Team WheatleyA recent bright spot in my life was the Lung Cancer Walk. Support means so much for all of us with this disease. It’s horrible finding out you have any kind of cancer. To hear learn it is one that is virtually neglected is shocking. That’s why this walk was so important.

Currently early detection of lung cancer is primarily accidental, few treatments are available, and survival rates have made little progress for decades. All because of a long history of scarce funding and research. This is changing. Support is gaining and promising research is underway. Hope is growing and you have been a part of it.

Along with my hope for my own prognosis, is my hope to change the tide and increase lung cancer research. The Walk demonstrated that it can be done! It was so thrilling to see so many people joined together supporting the event with their feet and their wallets – especially in these dire financial times. I had two disappointments. Not finding everyone I knew who was there, and that it was all over so fast. With spirits lifted, even survivors who thought they would be pressed to make 5K said they felt that could have kept on going. 
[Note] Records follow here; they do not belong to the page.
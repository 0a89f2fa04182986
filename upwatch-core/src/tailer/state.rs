use std::collections::HashMap;
use std::fs::File;
use std::io::{BufRead, BufReader, Seek, SeekFrom};
use std::path::{Path, PathBuf};

use chrono::{DateTime, Local, SecondsFormat};
use tokio::sync::mpsc;
use tracing::{debug, warn};

use crate::event::LogEvent;

/// Literal substring that marks a log line as a capture event.
const SIGNATURE: &str = "Electron Screensnap succeeded";

/// Trailing window over which emitted timestamps are retained to prevent
/// duplicate emission across rotations and restarts.
const DEDUP_WINDOW: chrono::Duration = chrono::Duration::hours(48);

const READ_BUFFER_CAPACITY: usize = 64 * 1024;

/// Mutable state owned by the tailer task. Not shared across tasks.
pub(crate) struct TailState {
    current_path: Option<PathBuf>,
    reader: Option<BufReader<File>>,
    offset: u64,
    seen: HashMap<String, DateTime<Local>>,
    last_emitted: Option<DateTime<Local>>,
}

impl TailState {
    pub(crate) fn new() -> Self {
        Self {
            current_path: None,
            reader: None,
            offset: 0,
            seen: HashMap::new(),
            last_emitted: None,
        }
    }

    pub(crate) fn current_path(&self) -> Option<&Path> {
        self.current_path.as_deref()
    }

    /// Closes the currently open file, if any. Idempotent.
    pub(crate) fn close_current(&mut self) {
        self.current_path = None;
        self.reader = None;
        self.offset = 0;
    }

    /// Opens `path` and seeks to its current end, so pre-existing content is
    /// never replayed (P2).
    pub(crate) fn open_at_end(&mut self, path: PathBuf) -> std::io::Result<()> {
        let file = File::open(&path)?;
        let len = file.metadata()?.len();
        let mut reader = BufReader::with_capacity(READ_BUFFER_CAPACITY, file);
        reader.seek(SeekFrom::Start(len))?;

        self.offset = len;
        self.reader = Some(reader);
        self.current_path = Some(path);
        Ok(())
    }

    /// Drains all complete lines currently available on the open file,
    /// emitting a [`LogEvent`] for each qualifying, not-yet-seen line.
    ///
    /// Returns `Err` if a non-EOF read error occurred; the caller should
    /// treat this as a signal to re-evaluate the newest file.
    pub(crate) fn drain(&mut self, event_tx: &mpsc::UnboundedSender<LogEvent>) -> std::io::Result<()> {
        let Some(path) = self.current_path.clone() else {
            return Ok(());
        };

        loop {
            // Copy-truncate rotation: the file shrank under us. Reset to 0.
            if let Ok(metadata) = std::fs::metadata(&path)
                && metadata.len() < self.offset
            {
                debug!(path = %path.display(), "detected copy-truncate rotation, resetting offset");
                if let Some(reader) = &mut self.reader {
                    reader.seek(SeekFrom::Start(0))?;
                }
                self.offset = 0;
            }

            let Some(reader) = &mut self.reader else {
                return Ok(());
            };

            let mut line = String::new();
            let read = reader.read_line(&mut line)?;
            if read == 0 {
                // EOF: wait for the next write notification.
                return Ok(());
            }
            self.offset += read as u64;

            self.process_line(line.trim_end_matches(['\r', '\n']), event_tx);
        }
    }

    fn process_line(&mut self, line: &str, event_tx: &mpsc::UnboundedSender<LogEvent>) {
        if !line.contains(SIGNATURE) {
            return;
        }

        let Some(timestamp) = crate::timestamp::parse_leading_timestamp(line) else {
            return;
        };

        if let Some(last) = self.last_emitted
            && timestamp <= last
        {
            return;
        }

        let key = timestamp.to_rfc3339_opts(SecondsFormat::Nanos, true);
        if self.seen.contains_key(&key) {
            return;
        }

        self.seen.insert(key, timestamp);
        self.last_emitted = Some(timestamp);
        self.prune_seen();

        if event_tx.send(LogEvent::new(timestamp, line)).is_err() {
            warn!("detection channel closed, dropping event");
        }
    }

    fn prune_seen(&mut self) {
        let now = Local::now();
        self.seen.retain(|_, ts| now.signed_duration_since(*ts) <= DEDUP_WINDOW);
    }
}

#[cfg(test)]
mod tests {
    use super::*;
    use std::io::Write;
    use tokio::sync::mpsc::unbounded_channel;

    fn line(ts: &str) -> String {
        format!("[{ts}] Electron Screensnap succeeded.")
    }

    #[test]
    fn opens_at_end_and_skips_pre_existing_content() {
        let dir = tempfile::tempdir().unwrap();
        let path = dir.path().join("upwork.2025-05-12.log");
        std::fs::write(&path, line("2025-05-12T11:26:23.318")).unwrap();

        let mut state = TailState::new();
        state.open_at_end(path.clone()).unwrap();

        let (tx, mut rx) = unbounded_channel();
        state.drain(&tx).unwrap();
        drop(tx);
        assert!(rx.try_recv().is_err());
    }

    #[test]
    fn emits_newly_appended_line() {
        let dir = tempfile::tempdir().unwrap();
        let path = dir.path().join("upwork.2025-05-12.log");
        std::fs::write(&path, "").unwrap();

        let mut state = TailState::new();
        state.open_at_end(path.clone()).unwrap();

        let mut file = std::fs::OpenOptions::new().append(true).open(&path).unwrap();
        writeln!(file, "{}", line("2025-05-12T11:26:23.318")).unwrap();

        let (tx, mut rx) = unbounded_channel();
        state.drain(&tx).unwrap();
        let event = rx.try_recv().expect("event should have been emitted");
        assert_eq!(event.timestamp.format("%H:%M:%S%.3f").to_string(), "11:26:23.318");
    }

    #[test]
    fn does_not_duplicate_same_timestamp() {
        let dir = tempfile::tempdir().unwrap();
        let path = dir.path().join("upwork.2025-05-12.log");
        std::fs::write(&path, "").unwrap();

        let mut state = TailState::new();
        state.open_at_end(path.clone()).unwrap();

        let mut file = std::fs::OpenOptions::new().append(true).open(&path).unwrap();
        writeln!(file, "{}", line("2025-05-12T11:26:23.318")).unwrap();
        writeln!(file, "{}", line("2025-05-12T11:26:23.318")).unwrap();

        let (tx, mut rx) = unbounded_channel();
        state.drain(&tx).unwrap();
        assert!(rx.try_recv().is_ok());
        assert!(rx.try_recv().is_err());
    }

    #[test]
    fn rejects_timestamps_not_after_last_emitted() {
        let dir = tempfile::tempdir().unwrap();
        let path = dir.path().join("upwork.2025-05-12.log");
        std::fs::write(&path, "").unwrap();

        let mut state = TailState::new();
        state.open_at_end(path.clone()).unwrap();

        let mut file = std::fs::OpenOptions::new().append(true).open(&path).unwrap();
        writeln!(file, "{}", line("2025-05-12T11:26:23.318")).unwrap();
        writeln!(file, "{}", line("2025-05-12T11:26:22.000")).unwrap();

        let (tx, mut rx) = unbounded_channel();
        state.drain(&tx).unwrap();
        assert!(rx.try_recv().is_ok());
        assert!(rx.try_recv().is_err());
    }

    #[test]
    fn handles_copy_truncate_rotation() {
        let dir = tempfile::tempdir().unwrap();
        let path = dir.path().join("upwork.2025-05-12.log");
        std::fs::write(&path, "").unwrap();

        let mut state = TailState::new();
        state.open_at_end(path.clone()).unwrap();

        let mut file = std::fs::OpenOptions::new().write(true).open(&path).unwrap();
        writeln!(file, "{}", line("2025-05-12T11:26:23.318")).unwrap();

        let (tx, mut rx) = unbounded_channel();
        state.drain(&tx).unwrap();
        assert!(rx.try_recv().is_ok());

        // Simulate copy-truncate: truncate to zero, then append a fresh line.
        file.set_len(0).unwrap();
        file.seek(SeekFrom::Start(0)).unwrap();
        writeln!(file, "{}", line("2025-05-12T11:27:00.000")).unwrap();

        state.drain(&tx).unwrap();
        let event = rx.try_recv().expect("event after truncate should be emitted");
        assert_eq!(event.timestamp.format("%H:%M:%S%.3f").to_string(), "11:27:00.000");
    }
}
Thank you all for your generous support!

My port placement went well. The best part was the drugs. VERY relaxing. The port goes under the skin. Now, when I need an IV or blood test, a needle can be poked through my skin to the port. No more fishing for a vein. My least favorite part of IVs. Here’s a link to see what they look like.

I’ve sat down to blog many times this past week or so. But, I’ve been too tired or stressed out. I’ve had chest pains and back aches of varying degrees. If I take a pain killer I end up asleep on the couch. Not my preference. The last several days I’ve been waking up early with earaches and headaches. This morning was no different – day 3 of the same headache. But, it’s finally gone. Yeah!

In the middle of all this was the Lung Cancer Walk. I was so excited I woke up early and couldn’t wait to leave for the event. And that was with the time change! It was an amazing experience. So many people showing their support and concern. So many smiles. The goal for donations was blown away. There were so many participants many didn’t get a t-shirt. And, there were special ball caps for survivors with “survivor” embroidered on the back.

I got to meet, Chris, a survivor I’ve known over the phone and the occasional email since August. She joined Team Wheatley and brought in more donations and helped push us into 5th highest earning team.

The low-point was learning of the loss of Linda. She was one of the four walk organizers. She died a few days before the walk. It was good to see so many of her friends and family there in huge numbers.

I remember when I first learned about the walk. It was planned for November 2008. I was struggling through chemo and pneumonia and wondered if I’d make it. Later when it was postponed to March, I thought, yea, I will. I’ll make it. Thank all of you for all your help and for being there with me in body or spirit or both and for getting me there. I couldn’t do this without you!

The San Diego 5K Lung Cancer Walk is just a few weeks away. I hope you will consider participating along with me. The link is…

Please support the Breath for Hope lung cancer walk by joining a team or supporting a participant. Awareness about lung cancer is so desperately needed. It is the first step in improving research and care for those of us with lung cancer.

Thanks to my niece, Kim, I have a team. Go to the site and look for Team Wheatley!

Click on the link “Walk for Lung Cancer Awareness” (3rd column) or paste the following link in your browser window.

The clear ribbon for lung cancer is symbolic of the “invisible disease.” Few are aware lung cancer is the number one cancer killer in the US and that so many non-smokers and never smokers have this disease. Among women, incidents of lung cancer are on the rise – and now the number of lives lost is 3 times what it was in 1975.

A local group is organizing a walk to support lung cancer research. It will take place on Sunday, March 8. The link to learn more and to register is at

I plan to participate but have not decided about starting a team. I’ll keep you posted.